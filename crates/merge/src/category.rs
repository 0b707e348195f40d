use normalize::fold_case;
use serde::{Deserialize, Serialize};

/// Grammatical category of a sense.
///
/// Declaration order is match priority: when a sense carries several
/// markers, the earliest variant wins.
#[derive(Debug, Clone, Copy, PartialEq, Eq, Hash, PartialOrd, Ord, Serialize, Deserialize)]
#[serde(rename_all = "lowercase")]
pub enum Category {
    Noun,
    Adjective,
    Adverb,
    Verb,
    Preposition,
    Conjunction,
    Interjection,
}

impl Category {
    pub const PRIORITY: [Category; 7] = [
        Category::Noun,
        Category::Adjective,
        Category::Adverb,
        Category::Verb,
        Category::Preposition,
        Category::Conjunction,
        Category::Interjection,
    ];

    /// Marker used by the primary dictionary's property list.
    pub fn marker(&self) -> &'static str {
        match self {
            Category::Noun => "isim",
            Category::Adjective => "sıfat",
            Category::Adverb => "zarf",
            Category::Verb => "fiil",
            Category::Preposition => "edat",
            Category::Conjunction => "bağlaç",
            Category::Interjection => "ünlem",
        }
    }

    /// First category, in priority order, whose marker appears in `markers`.
    pub fn from_markers<'a, I>(markers: I, verb_flag: bool) -> Option<Category>
    where
        I: IntoIterator<Item = &'a str>,
    {
        let folded: Vec<String> = markers
            .into_iter()
            .map(|m| fold_case(m.trim()))
            .collect();

        Self::PRIORITY.into_iter().find(|category| {
            (*category == Category::Verb && verb_flag)
                || folded.iter().any(|m| m == category.marker())
        })
    }
}
//! Turkish case folding.
//!
//! The default Unicode lowercase mapping gets the dotted/dotless I pair wrong
//! for Turkish: `I` must become `ı` and `İ` must become a plain `i` (not `i`
//! followed by a combining dot).

/// Lower-cases a single character with Turkish rules, pushing the result into `out`.
#[inline]
pub(crate) fn push_folded(ch: char, out: &mut String) {
    match ch {
        'I' => out.push('ı'),
        'İ' => out.push('i'),
        _ => out.extend(ch.to_lowercase()),
    }
}

/// Lower-cases `text` using Turkish casing rules.
///
/// This does no filtering or whitespace handling; use
/// [`normalize_term`](crate::normalize_term) for lookup keys.
pub fn fold_case(text: &str) -> String {
    let mut out = String::with_capacity(text.len());
    for ch in text.chars() {
        push_folded(ch, &mut out);
    }
    out
}

#[cfg(test)]
mod tests {
    use super::*;

    #[test]
    fn dotted_and_dotless_pairs() {
        assert_eq!(fold_case("İSTANBUL"), "istanbul");
        assert_eq!(fold_case("IŞIK"), "ışık");
        assert_eq!(fold_case("ıi"), "ıi");
    }

    #[test]
    fn turkish_uppercase_letters() {
        assert_eq!(fold_case("ÇĞÖŞÜ"), "çğöşü");
    }

    #[test]
    fn leaves_non_letters_alone() {
        assert_eq!(fold_case("k?t*p,5"), "k?t*p,5");
    }
}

------------------------------

Transcribe every entry in the listing, word for word.

» **Response to the exercise**:
filename crates/merge/src/category.rs
repository 0b707e348195f40d
use normalize::fold_case;
use serde::{Deserialize, Serialize};

/// Grammatical category of a sense.
///
/// Declaration order is match priority: when a sense carries several
/// markers, the earliest variant wins.
#[derive(Debug, Clone, Copy, PartialEq, Eq, Hash, PartialOrd, Ord, Serialize, Deserialize)]
#[serde(rename_all = "lowercase")]
pub enum Category {
    Noun,
    Adjective,
    Adverb,
    Verb,
    Preposition,
    Conjunction,
    Interjection,
}

impl Category {
    pub const PRIORITY: [Category; 7] = [
        Category::Noun,
        Category::Adjective,
        Category::Adverb,
        Category::Verb,
        Category::Preposition,
        Category::Conjunction,
        Category::Interjection,
    ];

    /// Marker used by the primary dictionary's property list.
    pub fn marker(&self) -> &'static str {
        match self {
            Category::Noun => "isim",
            Category::Adjective => "sıfat",
            Category::Adverb => "zarf",
            Category::Verb => "fiil",
            Category::Preposition => "edat",
            Category::Conjunction => "bağlaç",
            Category::Interjection => "ünlem",
        }
    }

    /// First category, in priority order, whose marker appears in `markers`.
    pub fn from_markers<'a, I>(markers: I, verb_flag: bool) -> Option<Category>
    where
        I: IntoIterator<Item = &'a str>,
    {
        let folded: Vec<String> = markers
            .into_iter()
            .map(|m| fold_case(m.trim()))
            .collect();

        Self::PRIORITY.into_iter().find(|category| {
            (*category == Category::Verb && verb_flag)
                || folded.iter().any(|m| m == category.marker())
        })
    }
}
//! Turkish case folding.
//!
//! The default Unicode lowercase mapping gets the dotted/dotless I pair wrong
//! for Turkish: `I` must become `ı` and `İ` must become a plain `i` (not `i`
//! followed by a combining dot).

/// Lower-cases a single character with Turkish rules, pushing the result into `out`.
#[inline]
pub(crate) fn push_folded(ch: char, out: &mut String) {
    match ch {
        'I' => out.push('ı'),
        'İ' => out.push('i'),
        _ => out.extend(ch.to_lowercase()),
    }
}

/// Lower-cases `text` using Turkish casing rules.
///
/// This does no filtering or whitespace handling; use
/// [`normalize_term`](crate::normalize_term) for lookup keys.
pub fn fold_case(text: &str) -> String {
    let mut out = String::with_capacity(text.len());
    for ch in text.chars() {
        push_folded(ch, &mut out);
    }
    out
}

#[cfg(test)]
mod tests {
    use super::*;

    #[test]
    fn dotted_and_dotless_pairs() {
        assert_eq!(fold_case("İSTANBUL"), "istanbul");
        assert_eq!(fold_case("IŞIK"), "ışık");
        assert_eq!(fold_case("ıi"), "ıi");
    }

    #[test]
    fn turkish_uppercase_letters() {
        assert_eq!(fold_case("ÇĞÖŞÜ"), "çğöşü");
    }

    #[test]
    fn leaves_non_letters_alone() {
        assert_eq!(fold_case("k?t*p,5"), "k?t*p,5");
    }
}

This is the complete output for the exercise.